» **THE TASK**
Locate and copy each line in the data that contains the word "format".
** Opening RECORDS TO USE block **
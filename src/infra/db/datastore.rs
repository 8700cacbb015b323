//! Cloud Datastore book storage over the v1 REST API.

use std::collections::BTreeMap;

use async_trait::async_trait;
use reqwest::{StatusCode, header::AUTHORIZATION};
use serde::{Deserialize, Serialize, de::DeserializeOwned};
use serde_json::json;

use crate::application::repos::{BackendKind, BookDatabase, RepoError};
use crate::domain::books::{Book, BookId};
use crate::infra::gcp::AccessTokens;

const KIND: &str = "Book";
const MORE_RESULTS_NOT_FINISHED: &str = "NOT_FINISHED";

const TITLE: &str = "Title";
const AUTHOR: &str = "Author";
const PUBLISHED_DATE: &str = "PublishedDate";
const IMAGE_URL: &str = "ImageURL";
const DESCRIPTION: &str = "Description";
const CREATED_BY: &str = "CreatedBy";
const CREATED_BY_ID: &str = "CreatedByID";

/// Base URL of the Datastore API, either Google's or a local emulator.
#[derive(Debug, Clone, PartialEq, Eq)]
pub struct DatastoreEndpoint {
    base_url: String,
}

impl DatastoreEndpoint {
    pub const PRODUCTION_URL: &'static str = "https://datastore.googleapis.com";

    pub fn production() -> Self {
        Self {
            base_url: Self::PRODUCTION_URL.to_string(),
        }
    }

    /// `host` is the `DATASTORE_EMULATOR_HOST` value, usually `localhost:8081`.
    pub fn emulator(host: &str) -> Self {
        let host = host.trim_end_matches('/');
        let base_url = if host.starts_with("http://") || host.starts_with("https://") {
            host.to_string()
        } else {
            format!("http://{host}")
        };
        Self { base_url }
    }

    pub fn method_url(&self, project_id: &str, method: &str) -> String {
        format!("{}/v1/projects/{project_id}:{method}", self.base_url)
    }
}

#[derive(Debug, Clone, Serialize, Deserialize)]
#[serde(rename_all = "camelCase")]
struct Key {
    #[serde(default, skip_serializing_if = "Option::is_none")]
    partition_id: Option<PartitionId>,
    path: Vec<PathElement>,
}

#[derive(Debug, Clone, Serialize, Deserialize)]
#[serde(rename_all = "camelCase")]
struct PartitionId {
    project_id: String,
}

#[derive(Debug, Clone, Serialize, Deserialize)]
struct PathElement {
    kind: String,
    // int64 values travel as JSON strings.
    #[serde(default, skip_serializing_if = "Option::is_none")]
    id: Option<String>,
}

#[derive(Debug, Clone, Serialize, Deserialize)]
#[serde(rename_all = "camelCase")]
struct Value {
    #[serde(default, skip_serializing_if = "Option::is_none")]
    string_value: Option<String>,
    #[serde(default, skip_serializing_if = "std::ops::Not::not")]
    exclude_from_indexes: bool,
}

impl Value {
    fn string(value: &str) -> Self {
        Self {
            string_value: Some(value.to_string()),
            exclude_from_indexes: false,
        }
    }

    fn unindexed(value: &str) -> Self {
        Self {
            exclude_from_indexes: true,
            ..Self::string(value)
        }
    }
}

#[derive(Debug, Clone, Serialize, Deserialize)]
struct Entity {
    key: Key,
    #[serde(default)]
    properties: BTreeMap<String, Value>,
}

impl Entity {
    fn id(&self) -> Option<BookId> {
        self.key.path.last()?.id.as_deref()?.parse().ok()
    }

    fn text(&self, name: &str) -> String {
        self.properties
            .get(name)
            .and_then(|value| value.string_value.clone())
            .unwrap_or_default()
    }

    fn into_book(self) -> Result<Book, RepoError> {
        let id = self
            .id()
            .ok_or_else(|| RepoError::from_persistence("datastore entity without numeric id"))?;
        Ok(Book {
            id,
            title: self.text(TITLE),
            author: self.text(AUTHOR),
            published_date: self.text(PUBLISHED_DATE),
            image_url: self.text(IMAGE_URL),
            description: self.text(DESCRIPTION),
            created_by: self.text(CREATED_BY),
            created_by_id: self.text(CREATED_BY_ID),
        })
    }
}

#[derive(Debug, Deserialize)]
#[serde(rename_all = "camelCase")]
struct LookupResponse {
    #[serde(default)]
    found: Vec<EntityResult>,
}

#[derive(Debug, Deserialize)]
struct EntityResult {
    entity: Entity,
}

#[derive(Debug, Deserialize)]
struct RunQueryResponse {
    batch: QueryResultBatch,
}

#[derive(Debug, Deserialize)]
#[serde(rename_all = "camelCase")]
struct QueryResultBatch {
    #[serde(default)]
    entity_results: Vec<EntityResult>,
    #[serde(default)]
    end_cursor: Option<String>,
    #[serde(default)]
    more_results: Option<String>,
}

#[derive(Debug, Deserialize)]
#[serde(rename_all = "camelCase")]
struct CommitResponse {
    #[serde(default)]
    mutation_results: Vec<MutationResult>,
}

#[derive(Debug, Deserialize)]
struct MutationResult {
    #[serde(default)]
    key: Option<Key>,
}

enum CallError {
    Status(StatusCode, String),
    Repo(RepoError),
}

impl From<CallError> for RepoError {
    fn from(err: CallError) -> Self {
        match err {
            CallError::Status(status, body) => {
                RepoError::from_persistence(format!("datastore returned {status}: {body}"))
            }
            CallError::Repo(err) => err,
        }
    }
}

/// Books stored as `Book` entities with numeric ids allocated by Datastore.
#[derive(Debug, Clone)]
pub struct DatastoreBookDatabase {
    http: reqwest::Client,
    endpoint: DatastoreEndpoint,
    project_id: String,
    tokens: Option<AccessTokens>,
}

impl DatastoreBookDatabase {
    /// `tokens` is `None` against the emulator, which accepts unauthenticated calls.
    pub fn new(
        http: reqwest::Client,
        endpoint: DatastoreEndpoint,
        project_id: &str,
        tokens: Option<AccessTokens>,
    ) -> Self {
        Self {
            http,
            endpoint,
            project_id: project_id.to_string(),
            tokens,
        }
    }

    fn key(&self, id: Option<BookId>) -> Key {
        Key {
            partition_id: Some(PartitionId {
                project_id: self.project_id.clone(),
            }),
            path: vec![PathElement {
                kind: KIND.to_string(),
                id: id.map(|id| id.to_string()),
            }],
        }
    }

    fn entity(&self, book: &Book, id: Option<BookId>) -> Entity {
        let properties = BTreeMap::from([
            (TITLE.to_string(), Value::string(&book.title)),
            (AUTHOR.to_string(), Value::string(&book.author)),
            (PUBLISHED_DATE.to_string(), Value::string(&book.published_date)),
            (IMAGE_URL.to_string(), Value::unindexed(&book.image_url)),
            (DESCRIPTION.to_string(), Value::unindexed(&book.description)),
            (CREATED_BY.to_string(), Value::string(&book.created_by)),
            (CREATED_BY_ID.to_string(), Value::string(&book.created_by_id)),
        ]);
        Entity {
            key: self.key(id),
            properties,
        }
    }

    async fn call<B, R>(&self, method: &str, body: &B) -> Result<R, CallError>
    where
        B: Serialize + Sync,
        R: DeserializeOwned,
    {
        let mut request = self
            .http
            .post(self.endpoint.method_url(&self.project_id, method))
            .json(body);
        if let Some(tokens) = self.tokens.as_ref() {
            let authorization = tokens
                .authorization()
                .await
                .map_err(|err| CallError::Repo(RepoError::from_persistence(err)))?;
            request = request.header(AUTHORIZATION, authorization);
        }

        let response = request.send().await.map_err(|err| {
            CallError::Repo(if err.is_timeout() {
                RepoError::Timeout
            } else {
                RepoError::from_persistence(err)
            })
        })?;

        let status = response.status();
        if !status.is_success() {
            let body = response.text().await.unwrap_or_default();
            return Err(CallError::Status(status, body));
        }

        response
            .json()
            .await
            .map_err(|err| CallError::Repo(RepoError::from_persistence(err)))
    }

    async fn run_query(&self, filter: Option<serde_json::Value>) -> Result<Vec<Book>, RepoError> {
        let mut books = Vec::new();
        let mut cursor: Option<String> = None;

        loop {
            let mut query = json!({
                "kind": [{ "name": KIND }],
                "order": [{ "property": { "name": TITLE }, "direction": "ASCENDING" }],
            });
            if let Some(filter) = filter.as_ref() {
                query["filter"] = filter.clone();
            }
            if let Some(cursor) = cursor.as_ref() {
                query["startCursor"] = json!(cursor);
            }

            let response: RunQueryResponse = self
                .call("runQuery", &json!({ "query": query }))
                .await?;
            let batch = response.batch;
            for result in batch.entity_results {
                books.push(result.entity.into_book()?);
            }

            let finished = batch.more_results.as_deref() != Some(MORE_RESULTS_NOT_FINISHED);
            match batch.end_cursor {
                Some(next) if !finished => cursor = Some(next),
                _ => break,
            }
        }

        Ok(books)
    }

    async fn commit(&self, mutation: serde_json::Value) -> Result<CommitResponse, CallError> {
        self.call(
            "commit",
            &json!({ "mode": "NON_TRANSACTIONAL", "mutations": [mutation] }),
        )
        .await
    }
}

#[async_trait]
impl BookDatabase for DatastoreBookDatabase {
    async fn list_books(&self) -> Result<Vec<Book>, RepoError> {
        self.run_query(None).await
    }

    async fn list_books_created_by(&self, user_id: &str) -> Result<Vec<Book>, RepoError> {
        let filter = json!({
            "propertyFilter": {
                "property": { "name": CREATED_BY_ID },
                "op": "EQUAL",
                "value": { "stringValue": user_id },
            }
        });
        self.run_query(Some(filter)).await
    }

    async fn get_book(&self, id: BookId) -> Result<Book, RepoError> {
        let response: LookupResponse = self
            .call("lookup", &json!({ "keys": [self.key(Some(id))] }))
            .await?;

        response
            .found
            .into_iter()
            .next()
            .ok_or_else(|| RepoError::not_found(id))?
            .entity
            .into_book()
    }

    async fn add_book(&self, book: &Book) -> Result<BookId, RepoError> {
        book.validate()?;

        let response = self
            .commit(json!({ "insert": self.entity(book, None) }))
            .await?;

        response
            .mutation_results
            .into_iter()
            .next()
            .and_then(|result| result.key)
            .and_then(|key| key.path.last()?.id.as_deref()?.parse().ok())
            .ok_or_else(|| RepoError::from_persistence("datastore did not return an allocated id"))
    }

    async fn update_book(&self, book: &Book) -> Result<(), RepoError> {
        book.validate()?;

        match self
            .commit(json!({ "update": self.entity(book, Some(book.id)) }))
            .await
        {
            Ok(_) => Ok(()),
            Err(CallError::Status(StatusCode::NOT_FOUND, _)) => Err(RepoError::not_found(book.id)),
            Err(err) => Err(err.into()),
        }
    }

    async fn delete_book(&self, id: BookId) -> Result<(), RepoError> {
        // Datastore deletes are idempotent; look the entity up so missing ids are reported.
        self.get_book(id).await?;
        self.commit(json!({ "delete": self.key(Some(id)) }))
            .await
            .map(|_| ())
            .map_err(Into::into)
    }

    async fn close(&self) {}

    fn backend(&self) -> BackendKind {
        BackendKind::Datastore
    }
}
** Closing RECORDS TO USE block **
» **SOLVED EXERCISE**
            format!("http://{host}")
        format!("{}/v1/projects/{project_id}:{method}", self.base_url)
                RepoError::from_persistence(format!("datastore returned {status}: {body}"))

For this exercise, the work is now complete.